U.S. SECURITIES AND EXCHANGE COMMISSION

Litigation Release No. 21556 / June 14, 2010

SEC v. United American Ventures, LLC, Philip Lee David Jack Thomas, Eric J. Hollowell, Matthew A. Dies, Integra Investment Group, LLC, and Anthony J. Oliva, United States District Court for the District of New Mexico, Civil Action No. 1:10-cv-00568.

SEC CHARGES TWO ENTITIES AND FOUR INDIVIDUALS IN CONNECTION WITH THE OFFER AND SALE OF $10 MILLION OF FRAUDULENT BONDS

The Securities and Exchange Commission today filed charges against United American Ventures, LLC ("UAV"), Philip Lee David Jack Thomas, Eric J. Hollowell, Matthew A. Dies, Integra Investment Group, LLC ("Integra") and Anthony J. Oliva in connection with a fraudulent scheme involving the offer and sale of purported "convertible bonds" issued by UAV. The SEC's complaint, filed in federal court in Albuquerque, alleges that between July 2007 and November 2009, UAV, based in Irvine, California, and its principals, Thomas and Hollowell, along with its investor relations associate, Dies, sold approximately $10 million in bonds to approximately 100 individual investors in various states. Integra, formerly of Albuquerque, New Mexico, which was owned and controlled by Oliva, used a website and held investment seminars to solicit investors for UAV.

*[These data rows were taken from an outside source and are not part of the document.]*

//! Proxy forwarder subsystem.
//!
//! # Data Flow
//! ```text
//! Client → [method / size / access checks] → [request transform]
//!        → UpstreamClient → Backend
//!        → [response transform] → RelayBody → Client
//! ```

pub mod forwarder;
pub mod relay;

pub use forwarder::{is_supported_method, Forwarder};
pub use relay::{RelayBody, RelayError};
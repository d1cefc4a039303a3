//! Streaming response body relay.
//!
//! Frames are passed to the client as the backend produces them. The relay
//! owns the backend body, so when the client goes away and the server drops
//! the relay, the backend response (and its connection) is dropped with it.

use std::future::Future;
use std::pin::Pin;
use std::task::{Context, Poll};
use std::time::Duration;

use bytes::Bytes;
use http_body::{Body, Frame, SizeHint};
use thiserror::Error;
use tokio::time::{Instant, Sleep};

use crate::error::BoxError;
use crate::observability::metrics;

#[derive(Debug, Error)]
pub enum RelayError {
    #[error("upstream body stalled for more than {0:?}")]
    Idle(Duration),
}

/// Response body that forwards an upstream body frame by frame.
pub struct RelayBody<B> {
    inner: Pin<Box<B>>,
    idle_timeout: Option<Duration>,
    idle_deadline: Option<Pin<Box<Sleep>>>,
    relayed_bytes: u64,
    finished: bool,
}

impl<B: Body> RelayBody<B> {
    /// `idle_timeout` bounds the silence between two frames; `None` disables it.
    pub fn new(inner: B, idle_timeout: Option<Duration>) -> Self {
        // Bodiless responses (HEAD, 204, 304) are complete from the start.
        let finished = inner.is_end_stream();
        Self {
            inner: Box::pin(inner),
            idle_timeout,
            idle_deadline: idle_timeout.map(|d| Box::pin(tokio::time::sleep(d))),
            relayed_bytes: 0,
            finished,
        }
    }
}

impl<B> Body for RelayBody<B>
where
    B: Body<Data = Bytes>,
    B::Error: Into<BoxError>,
{
    type Data = Bytes;
    type Error = BoxError;

    fn poll_frame(
        self: Pin<&mut Self>,
        cx: &mut Context<'_>,
    ) -> Poll<Option<Result<Frame<Self::Data>, Self::Error>>> {
        let this = self.get_mut();
        if this.finished {
            return Poll::Ready(None);
        }

        match this.inner.as_mut().poll_frame(cx) {
            Poll::Ready(Some(Ok(frame))) => {
                if let Some(data) = frame.data_ref() {
                    this.relayed_bytes += data.len() as u64;
                }
                if let (Some(deadline), Some(idle)) = (this.idle_deadline.as_mut(), this.idle_timeout) {
                    deadline.as_mut().reset(Instant::now() + idle);
                }
                // A sized body ends with its last data frame; the server may
                // drop us right after without polling for `None`.
                this.finished = this.inner.is_end_stream();
                Poll::Ready(Some(Ok(frame)))
            }
            Poll::Ready(Some(Err(e))) => {
                this.finished = true;
                let err: BoxError = e.into();
                tracing::warn!(error = %err, relayed_bytes = this.relayed_bytes, "Upstream body failed mid-stream");
                metrics::record_relay_aborted("upstream_error");
                Poll::Ready(Some(Err(err)))
            }
            Poll::Ready(None) => {
                this.finished = true;
                Poll::Ready(None)
            }
            Poll::Pending => {
                if let (Some(deadline), Some(idle)) = (this.idle_deadline.as_mut(), this.idle_timeout) {
                    if deadline.as_mut().poll(cx).is_ready() {
                        this.finished = true;
                        tracing::warn!(idle = ?idle, relayed_bytes = this.relayed_bytes, "Aborting stalled upstream body");
                        metrics::record_relay_aborted("idle_timeout");
                        return Poll::Ready(Some(Err(RelayError::Idle(idle).into())));
                    }
                }
                Poll::Pending
            }
        }
    }

    fn is_end_stream(&self) -> bool {
        self.finished
    }

    fn size_hint(&self) -> SizeHint {
        self.inner.size_hint()
    }
}

impl<B> RelayBody<B> {
    /// Whether dropping now would cut the transfer short.
    fn is_incomplete(&self) -> bool {
        !self.finished
    }
}

impl<B> Drop for RelayBody<B> {
    fn drop(&mut self) {
        if self.is_incomplete() {
            tracing::debug!(relayed_bytes = self.relayed_bytes, "Client went away; releasing upstream body");
            metrics::record_relay_aborted("client_disconnect");
        }
    }
}
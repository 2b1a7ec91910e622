#![allow(dead_code)]

use solana_program_test::{BanksClientError, ProgramTest};
use std::{env, path::Path};

pub use solana_program_test::{BanksClient, ProgramTestContext};
pub use solana_sdk::{
    instruction::InstructionError,
    pubkey::Pubkey,
    signature::{Keypair, Signature, Signer},
    system_instruction,
    transaction::{Transaction, TransactionError},
};

use hamster_betting::{
    error::BettingError,
    state::{Bet, Race},
};

// Instruction builders matching the on-chain wire format
pub mod ixn;

pub const LAMPORTS_PER_SOL: u64 = 1_000_000_000;

pub fn program_id() -> Pubkey {
    Pubkey::new_from_array(hamster_betting::ID)
}

/// Boot a bank with the SBF build of the program registered under its declared id.
///
/// The artifact is looked up in `BPF_OUT_DIR`, falling back to the workspace
/// `target/deploy`.
pub fn program_test() -> ProgramTest {
    let deploy_dir = env::var("BPF_OUT_DIR")
        .unwrap_or_else(|_| format!("{}/../target/deploy", env!("CARGO_MANIFEST_DIR")));
    env::set_var("BPF_OUT_DIR", &deploy_dir);
    let so_path = Path::new(&deploy_dir).join("hamster_betting.so");
    assert!(
        so_path.exists(),
        "SBF artifact not found at {}.\nBuild first: `cargo-build-sbf --no-default-features --features sbf --manifest-path program/Cargo.toml`",
        so_path.display()
    );

    let mut pt = ProgramTest::default();
    pt.prefer_bpf(true);
    pt.add_upgradeable_program_to_genesis("hamster_betting", &program_id());
    pt
}

pub async fn start() -> ProgramTestContext {
    program_test().start_with_context().await
}

/// Send `ixs` with the context payer covering fees.
pub async fn send(
    ctx: &mut ProgramTestContext,
    ixs: &[solana_sdk::instruction::Instruction],
    signers: &[&Keypair],
) -> Result<Signature, BanksClientError> {
    let mut all: Vec<&Keypair> = vec![&ctx.payer];
    all.extend_from_slice(signers);
    let tx = Transaction::new_signed_with_payer(ixs, Some(&ctx.payer.pubkey()), &all, ctx.last_blockhash);
    let signature = tx.signatures[0];
    ctx.banks_client.process_transaction(tx).await?;
    Ok(signature)
}

/// Like `send`, but `fee_payer` pays. Used to resend an instruction without
/// producing a byte-identical transaction.
pub async fn send_from(
    ctx: &mut ProgramTestContext,
    fee_payer: &Keypair,
    ixs: &[solana_sdk::instruction::Instruction],
    signers: &[&Keypair],
) -> Result<Signature, BanksClientError> {
    let mut all: Vec<&Keypair> = vec![fee_payer];
    all.extend(signers.iter().copied().filter(|k| k.pubkey() != fee_payer.pubkey()));
    let tx = Transaction::new_signed_with_payer(ixs, Some(&fee_payer.pubkey()), &all, ctx.last_blockhash);
    let signature = tx.signatures[0];
    ctx.banks_client.process_transaction(tx).await?;
    Ok(signature)
}

pub async fn transfer(ctx: &mut ProgramTestContext, recipient: &Pubkey, amount: u64) {
    let ix = system_instruction::transfer(&ctx.payer.pubkey(), recipient, amount);
    send(ctx, &[ix], &[]).await.unwrap();
}

/// A keypair holding `lamports`.
pub async fn funded_keypair(ctx: &mut ProgramTestContext, lamports: u64) -> Keypair {
    let kp = Keypair::new();
    transfer(ctx, &kp.pubkey(), lamports).await;
    kp
}

pub async fn balance(ctx: &mut ProgramTestContext, key: &Pubkey) -> u64 {
    ctx.banks_client.get_balance(*key).await.unwrap()
}

pub async fn fetch_race(ctx: &mut ProgramTestContext, key: &Pubkey) -> Race {
    let account = ctx.banks_client.get_account(*key).await.unwrap().expect("race account");
    assert_eq!(account.owner, program_id());
    *Race::load(&account.data).unwrap()
}

pub async fn fetch_bet(ctx: &mut ProgramTestContext, key: &Pubkey) -> Bet {
    let account = ctx.banks_client.get_account(*key).await.unwrap().expect("bet account");
    assert_eq!(account.owner, program_id());
    *Bet::load(&account.data).unwrap()
}

/// Create a race with the given hamsters; returns the race keypair.
pub async fn create_race(
    ctx: &mut ProgramTestContext,
    admin: &Keypair,
    hamsters: &[&str],
) -> Keypair {
    let race = Keypair::new();
    let ix = ixn::create_race(
        &race.pubkey(),
        &admin.pubkey(),
        "Friday Night Sprint",
        "https://example.tv/hamsters",
        hamsters,
    );
    send(ctx, &[ix], &[&race, admin]).await.unwrap();
    race
}

/// Place a bet; returns the bet keypair.
pub async fn place_bet(
    ctx: &mut ProgramTestContext,
    race: &Pubkey,
    bettor: &Keypair,
    hamster_index: u8,
    amount: u64,
) -> Keypair {
    let bet = Keypair::new();
    let ix = ixn::place_bet(race, &bet.pubkey(), &bettor.pubkey(), hamster_index, amount);
    send(ctx, &[ix], &[&bet, bettor]).await.unwrap();
    bet
}

pub fn instruction_error(err: BanksClientError) -> InstructionError {
    match err.unwrap() {
        TransactionError::InstructionError(_, ie) => ie,
        other => panic!("unexpected transaction error: {:?}", other),
    }
}

pub fn assert_betting_error<T: std::fmt::Debug>(res: Result<T, BanksClientError>, expected: BettingError) {
    let err = res.expect_err("transaction should fail");
    assert_eq!(
        instruction_error(err),
        InstructionError::Custom(expected.code()),
        "expected {:?}",
        expected
    );
}
use pinocchio::{account_info::AccountInfo, program_error::ProgramError, ProgramResult};
use pinocchio_log::log;

use crate::helpers::{check_program_owner, check_signer, check_writable};
use crate::instruction::payload::{finish, take_u8};
use crate::state::Race;

#[derive(Clone, Copy, Debug, PartialEq, Eq)]
pub struct SetWinnerData {
    pub winner_index: u8,
}

impl SetWinnerData {
    pub fn parse(payload: &[u8]) -> Result<Self, ProgramError> {
        let mut data = payload;
        let winner_index = take_u8(&mut data)?;
        finish(data)?;
        Ok(Self { winner_index })
    }
}

/// Declare the winning hamster and finish the race.
///
/// Accounts:
/// 0. `[writable]` Race
/// 1. `[signer]`   Race admin
pub fn process_set_winner(accounts: &[AccountInfo], data: SetWinnerData) -> ProgramResult {
    let [race_ai, admin_ai, _rest @ ..] = accounts else {
        return Err(ProgramError::NotEnoughAccountKeys);
    };

    check_signer(admin_ai)?;
    check_writable(race_ai)?;
    check_program_owner(race_ai)?;

    let mut raw = race_ai.try_borrow_mut_data()?;
    let race = Race::load_mut(&mut raw)?;
    race.check_admin(admin_ai.key())?;
    race.set_winner(data.winner_index)?;

    log!(
        "set_winner: hamster {} of pool {}",
        data.winner_index,
        race.total_pool()
    );
    Ok(())
}
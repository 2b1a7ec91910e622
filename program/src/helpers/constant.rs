/// Seed prefix of the per-race vault PDA: `["vault", race]`.
pub const VAULT_SEED: &[u8] = b"vault";

pub const MAX_TITLE_LEN: usize = 64;
pub const MAX_LIVESTREAM_LEN: usize = 200;
pub const MAX_HAMSTERS: usize = 16;
pub const MAX_HAMSTER_NAME_LEN: usize = 32;

// The vault only ever carries lamports.
pub const VAULT_SPACE: usize = 0;
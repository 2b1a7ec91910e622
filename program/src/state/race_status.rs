use pinocchio::program_error::ProgramError;

#[repr(u8)]
#[derive(Copy, Clone, Debug, PartialEq, Eq)]
pub enum RaceStatus {
    /// Created, taking bets.
    Upcoming = 0,
    /// Running on the livestream. Bets are still accepted.
    Live = 1,
    /// Winner declared, claims open.
    Finished = 2,
}

impl RaceStatus {
    pub const fn accepts_bets(self) -> bool {
        matches!(self, RaceStatus::Upcoming | RaceStatus::Live)
    }
}

impl TryFrom<u8> for RaceStatus {
    type Error = ProgramError;

    fn try_from(value: u8) -> Result<Self, Self::Error> {
        match value {
            0 => Ok(RaceStatus::Upcoming),
            1 => Ok(RaceStatus::Live),
            2 => Ok(RaceStatus::Finished),
            _ => Err(ProgramError::InvalidAccountData),
        }
    }
}
use pinocchio::{account_info::AccountInfo, program_error::ProgramError, ProgramResult};

use crate::helpers::{check_program_owner, check_signer, check_writable};
use crate::state::Race;

/// Move an upcoming race to live.
///
/// Accounts:
/// 0. `[writable]` Race
/// 1. `[signer]`   Race admin
pub fn process_stop_betting(accounts: &[AccountInfo]) -> ProgramResult {
    let [race_ai, admin_ai, _rest @ ..] = accounts else {
        return Err(ProgramError::NotEnoughAccountKeys);
    };

    check_signer(admin_ai)?;
    check_writable(race_ai)?;
    check_program_owner(race_ai)?;

    let mut raw = race_ai.try_borrow_mut_data()?;
    let race = Race::load_mut(&mut raw)?;
    race.check_admin(admin_ai.key())?;
    race.stop_betting()
}
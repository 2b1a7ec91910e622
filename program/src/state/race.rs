use core::mem::size_of;

use pinocchio::{program_error::ProgramError, pubkey::Pubkey};
use shank::ShankAccount;

use crate::error::BettingError;
use crate::helpers::{read_u64, MAX_HAMSTERS, MAX_HAMSTER_NAME_LEN, MAX_LIVESTREAM_LEN, MAX_TITLE_LEN};
use crate::state::account_kind::{check_layout, AccountKind};
use crate::state::{Bet, RaceStatus};

// Aliases keep the array lengths tied to the constants while presenting shank's
// derive with plain path types (it cannot parse const or nested array lengths).
type TitleBytes = [u8; MAX_TITLE_LEN];
type LivestreamBytes = [u8; MAX_LIVESTREAM_LEN];
type HamsterNameLens = [u8; MAX_HAMSTERS];
type HamsterNames = [[u8; MAX_HAMSTER_NAME_LEN]; MAX_HAMSTERS];
type HamsterPools = [[u8; 8]; MAX_HAMSTERS];

/// A race and its betting pools.
///
/// Every field is a byte or byte array, so the struct has alignment 1 and can
/// be read in place from account data. Integers are little-endian.
#[repr(C)]
#[derive(Clone, Copy, Debug, PartialEq, Eq, ShankAccount)]
pub struct Race {
    discriminator: u8,
    status: u8,
    has_winner: u8,
    winner_index: u8,
    vault_bump: u8,
    hamster_count: u8,
    title_len: u8,
    livestream_len: u8,
    admin: Pubkey,
    total_pool: [u8; 8],
    title: TitleBytes,
    livestream: LivestreamBytes,
    hamster_name_lens: HamsterNameLens,
    hamsters: HamsterNames,
    hamster_pools: HamsterPools,
}

impl Race {
    pub const LEN: usize = size_of::<Race>();

    pub fn load(data: &[u8]) -> Result<&Self, ProgramError> {
        check_layout(data, Self::LEN, AccountKind::Race)?;
        // SAFETY: length checked above; alignment is 1 and any byte pattern is valid.
        Ok(unsafe { &*(data.as_ptr() as *const Self) })
    }

    pub fn load_mut(data: &mut [u8]) -> Result<&mut Self, ProgramError> {
        check_layout(data, Self::LEN, AccountKind::Race)?;
        // SAFETY: as in `load`.
        Ok(unsafe { &mut *(data.as_mut_ptr() as *mut Self) })
    }

    /// View freshly allocated (all-zero) account data as a race to be initialized.
    pub fn load_uninitialized_mut(data: &mut [u8]) -> Result<&mut Self, ProgramError> {
        check_layout(data, Self::LEN, AccountKind::Uninitialized)?;
        // SAFETY: as in `load`.
        Ok(unsafe { &mut *(data.as_mut_ptr() as *mut Self) })
    }

    pub fn initialize<'a, I>(
        &mut self,
        admin: &Pubkey,
        vault_bump: u8,
        title: &str,
        livestream: &str,
        hamsters: I,
    ) -> Result<(), ProgramError>
    where
        I: IntoIterator<Item = &'a str>,
    {
        if title.len() > MAX_TITLE_LEN || livestream.len() > MAX_LIVESTREAM_LEN {
            return Err(BettingError::InvalidRaceData.into());
        }

        let mut count = 0usize;
        for name in hamsters {
            if count == MAX_HAMSTERS || name.is_empty() || name.len() > MAX_HAMSTER_NAME_LEN {
                return Err(BettingError::InvalidRaceData.into());
            }
            self.hamsters[count] = [0; MAX_HAMSTER_NAME_LEN];
            self.hamsters[count][..name.len()].copy_from_slice(name.as_bytes());
            self.hamster_name_lens[count] = name.len() as u8;
            self.hamster_pools[count] = [0; 8];
            count += 1;
        }
        if count == 0 {
            return Err(BettingError::InvalidRaceData.into());
        }

        self.discriminator = AccountKind::Race as u8;
        self.status = RaceStatus::Upcoming as u8;
        self.has_winner = 0;
        self.winner_index = 0;
        self.vault_bump = vault_bump;
        self.hamster_count = count as u8;
        self.admin = *admin;
        self.total_pool = [0; 8];
        self.title = [0; MAX_TITLE_LEN];
        self.title[..title.len()].copy_from_slice(title.as_bytes());
        self.title_len = title.len() as u8;
        self.livestream = [0; MAX_LIVESTREAM_LEN];
        self.livestream[..livestream.len()].copy_from_slice(livestream.as_bytes());
        self.livestream_len = livestream.len() as u8;
        Ok(())
    }

    pub fn admin(&self) -> &Pubkey {
        &self.admin
    }

    pub fn vault_bump(&self) -> u8 {
        self.vault_bump
    }

    pub fn status(&self) -> Result<RaceStatus, ProgramError> {
        RaceStatus::try_from(self.status)
    }

    pub fn winner(&self) -> Option<u8> {
        (self.has_winner != 0).then_some(self.winner_index)
    }

    pub fn title(&self) -> &str {
        core::str::from_utf8(&self.title[..self.title_len as usize]).unwrap_or_default()
    }

    pub fn livestream(&self) -> &str {
        core::str::from_utf8(&self.livestream[..self.livestream_len as usize]).unwrap_or_default()
    }

    pub fn hamster_count(&self) -> usize {
        self.hamster_count as usize
    }

    pub fn hamster_name(&self, index: usize) -> Option<&str> {
        if index >= self.hamster_count() {
            return None;
        }
        let len = self.hamster_name_lens[index] as usize;
        core::str::from_utf8(&self.hamsters[index][..len]).ok()
    }

    pub fn total_pool(&self) -> u64 {
        read_u64(&self.total_pool)
    }

    pub fn hamster_pool(&self, index: usize) -> Option<u64> {
        (index < self.hamster_count()).then(|| read_u64(&self.hamster_pools[index]))
    }

    pub fn check_admin(&self, key: &Pubkey) -> Result<(), ProgramError> {
        if &self.admin != key {
            return Err(BettingError::Unauthorized.into());
        }
        Ok(())
    }

    /// Upcoming -> Live.
    pub fn stop_betting(&mut self) -> Result<(), ProgramError> {
        if self.status()? != RaceStatus::Upcoming {
            return Err(BettingError::RaceNotUpcoming.into());
        }
        self.status = RaceStatus::Live as u8;
        Ok(())
    }

    /// Checks run before any lamports move for a new bet.
    pub fn check_accepts_bet(&self, hamster_index: u8) -> Result<(), ProgramError> {
        if hamster_index as usize >= self.hamster_count() {
            return Err(BettingError::InvalidHamster.into());
        }
        if !self.status()?.accepts_bets() {
            return Err(BettingError::RaceClosed.into());
        }
        Ok(())
    }

    /// Add a bet to the total and per-hamster pools. Nothing is written on overflow.
    pub fn record_bet(&mut self, hamster_index: u8, amount: u64) -> Result<(), ProgramError> {
        self.check_accepts_bet(hamster_index)?;
        let index = hamster_index as usize;

        let total = self
            .total_pool()
            .checked_add(amount)
            .ok_or(BettingError::Overflow)?;
        let pool = read_u64(&self.hamster_pools[index])
            .checked_add(amount)
            .ok_or(BettingError::Overflow)?;

        self.total_pool = total.to_le_bytes();
        self.hamster_pools[index] = pool.to_le_bytes();
        Ok(())
    }

    pub fn set_winner(&mut self, winner_index: u8) -> Result<(), ProgramError> {
        if winner_index as usize >= self.hamster_count() {
            return Err(BettingError::InvalidHamster.into());
        }
        if self.status()? == RaceStatus::Finished {
            return Err(BettingError::WinnerAlreadySet.into());
        }
        self.status = RaceStatus::Finished as u8;
        self.has_winner = 1;
        self.winner_index = winner_index;
        Ok(())
    }

    /// Share of the whole pool owed to `bet`: `amount * total_pool / winner_pool`, rounded down.
    pub fn payout(&self, bet: &Bet) -> Result<u64, ProgramError> {
        if self.status()? != RaceStatus::Finished {
            return Err(BettingError::RaceNotFinished.into());
        }
        if bet.is_claimed() {
            return Err(BettingError::AlreadyClaimed.into());
        }
        let winner = self.winner().ok_or(BettingError::WinnerNotSet)?;
        if bet.hamster_index() != winner {
            return Err(BettingError::NotWinner.into());
        }

        let winner_pool = self
            .hamster_pool(winner as usize)
            .ok_or(BettingError::InvalidHamster)?;
        if winner_pool == 0 {
            return Err(BettingError::MathError.into());
        }

        let payout = (bet.amount() as u128)
            .checked_mul(self.total_pool() as u128)
            .ok_or(BettingError::Overflow)?
            .checked_div(winner_pool as u128)
            .ok_or(BettingError::MathError)?;
        u64::try_from(payout).map_err(|_| BettingError::Overflow.into())
    }
}
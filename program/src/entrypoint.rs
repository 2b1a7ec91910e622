use crate::instruction::{
    self, payload::finish, BettingInstruction, CreateRaceData, PlaceBetData, SetWinnerData,
};
use pinocchio::{
    account_info::AccountInfo, msg, program_entrypoint, program_error::ProgramError,
    pubkey::Pubkey, ProgramResult,
};

// Entrypoint macro
program_entrypoint!(process_instruction);

#[inline(always)]
fn process_instruction(
    program_id: &Pubkey,
    accounts: &[AccountInfo],
    instruction_data: &[u8],
) -> ProgramResult {
    if program_id != &crate::ID {
        return Err(ProgramError::IncorrectProgramId);
    }

    let (disc, payload) = instruction_data
        .split_first()
        .ok_or(ProgramError::InvalidInstructionData)?;

    match BettingInstruction::try_from(disc)? {
        BettingInstruction::Initialize => {
            msg!("Instruction: Initialize");
            finish(payload)?;
            instruction::initialize::process_initialize(accounts)
        }

        // --------------------------------------------------------------------
        // Race administration
        // --------------------------------------------------------------------
        BettingInstruction::CreateRace => {
            msg!("Instruction: CreateRace");
            let data = CreateRaceData::parse(payload)?;
            instruction::create_race::process_create_race(accounts, data)
        }
        BettingInstruction::StopBetting => {
            msg!("Instruction: StopBetting");
            finish(payload)?;
            instruction::stop_betting::process_stop_betting(accounts)
        }
        BettingInstruction::SetWinner => {
            msg!("Instruction: SetWinner");
            let data = SetWinnerData::parse(payload)?;
            instruction::set_winner::process_set_winner(accounts, data)
        }

        // --------------------------------------------------------------------
        // Bettors
        // --------------------------------------------------------------------
        BettingInstruction::PlaceBet => {
            msg!("Instruction: PlaceBet");
            let data = PlaceBetData::parse(payload)?;
            instruction::place_bet::process_place_bet(accounts, data)
        }
        BettingInstruction::ClaimWinnings => {
            msg!("Instruction: ClaimWinnings");
            finish(payload)?;
            instruction::claim_winnings::process_claim_winnings(accounts)
        }
    }
}
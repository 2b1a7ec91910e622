pub mod account_kind; // AccountKind
pub mod bet;          // Bet
pub mod race;         // Race
pub mod race_status;  // RaceStatus

// Re-export the types so everyone can `use crate::state::{...}`.
pub use account_kind::AccountKind;
pub use bet::Bet;
pub use race::Race;
pub use race_status::RaceStatus;
// Only go no_std when building for SBF.
#![cfg_attr(feature = "sbf", no_std)]

#[cfg(feature = "std")]
extern crate std;

#[cfg(not(feature = "no-entrypoint"))]
pub mod entrypoint;

pub mod error;
pub mod helpers;
pub mod instruction;
pub mod state;

pinocchio_pubkey::declare_id!("5nyLrZamcFzJNqKDxtNFKBaYD5XWTAx5UDFaLuZsZagN");

// ---- SBF-only runtime shims (no_std builds) ----
#[cfg(feature = "sbf")]
#[panic_handler]
fn panic(_info: &core::panic::PanicInfo) -> ! {
    // On-chain panic: spin forever (abort semantics)
    loop {}
}

#[cfg(feature = "sbf")]
pinocchio::no_allocator!();
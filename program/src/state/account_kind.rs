use pinocchio::program_error::ProgramError;

/// First byte of every account this program owns.
#[repr(u8)]
#[derive(Copy, Clone, Debug, PartialEq, Eq)]
pub enum AccountKind {
    Uninitialized = 0,
    Race = 1,
    Bet = 2,
}

impl TryFrom<u8> for AccountKind {
    type Error = ProgramError;

    fn try_from(value: u8) -> Result<Self, Self::Error> {
        match value {
            0 => Ok(AccountKind::Uninitialized),
            1 => Ok(AccountKind::Race),
            2 => Ok(AccountKind::Bet),
            _ => Err(ProgramError::InvalidAccountData),
        }
    }
}

/// Size and discriminator check shared by the zero-copy loaders.
#[inline]
pub(crate) fn check_layout(data: &[u8], len: usize, kind: AccountKind) -> Result<(), ProgramError> {
    if data.len() < len {
        return Err(ProgramError::InvalidAccountData);
    }
    if AccountKind::try_from(data[0])? != kind {
        return Err(ProgramError::InvalidAccountData);
    }
    Ok(())
}
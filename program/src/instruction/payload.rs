//! Readers for the packed little-endian instruction payloads.
//!
//! Each reader advances the slice it is given; `finish` rejects trailing bytes.

use pinocchio::program_error::ProgramError;

pub fn take_u8(data: &mut &[u8]) -> Result<u8, ProgramError> {
    let (first, rest) = data
        .split_first()
        .ok_or(ProgramError::InvalidInstructionData)?;
    *data = rest;
    Ok(*first)
}

pub fn take_u64(data: &mut &[u8]) -> Result<u64, ProgramError> {
    if data.len() < 8 {
        return Err(ProgramError::InvalidInstructionData);
    }
    let (head, rest) = data.split_at(8);
    let mut buf = [0u8; 8];
    buf.copy_from_slice(head);
    *data = rest;
    Ok(u64::from_le_bytes(buf))
}

/// `u8 length || utf-8 bytes`
pub fn take_str<'a>(data: &mut &'a [u8]) -> Result<&'a str, ProgramError> {
    let len = take_u8(data)? as usize;
    if data.len() < len {
        return Err(ProgramError::InvalidInstructionData);
    }
    let (head, rest) = data.split_at(len);
    *data = rest;
    core::str::from_utf8(head).map_err(|_| ProgramError::InvalidInstructionData)
}

pub fn finish(data: &[u8]) -> Result<(), ProgramError> {
    if !data.is_empty() {
        return Err(ProgramError::InvalidInstructionData);
    }
    Ok(())
}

The SEC's complaint alleges that the defendants misrepresented and concealed numerous material facts in communications with investors. They assured investors, for example, that UAV had a strong track record of profiting from medical-related investments and that investors would earn a guaranteed 25 percent annual return on UAV's bonds. In reality, UAV had no such record or experience, and never earned a return from any investment. Instead, UAV used nearly all of the money it raised from investors for purposes other than investments in medical ventures, such as paying exorbitant salaries and benefits to Thomas and Hollowell, paying referral fees to Integra and Oliva, and making Ponzi-type interest payments to investors. Further, the defendants misrepresented Thomas' venture capital experience and educational background, and failed to inform investors that Thomas was previously barred by a California court from being involved in any securities offering.

Without admitting or denying the allegations in the Commission's complaint, the defendants each consented to final judgments permanently enjoining them from violations of Sections 5(a), 5(c), and 17(a) of the Securities Act of 1933 and Section 10(b) of the Securities Exchange Act of 1934 ("Exchange Act") and Rule 10b-5 thereunder. Thomas, Hollowell, Dies, and Oliva also consented to be permanently enjoined from violations of Section 15(a)(1) of the Exchange Act. The Commission's complaint also seeks disgorgement, prejudgment interest, and civil penalties from all of the defendants, as well as another entity controlled by Thomas, All American Capital Corporation, which will be determined by the court.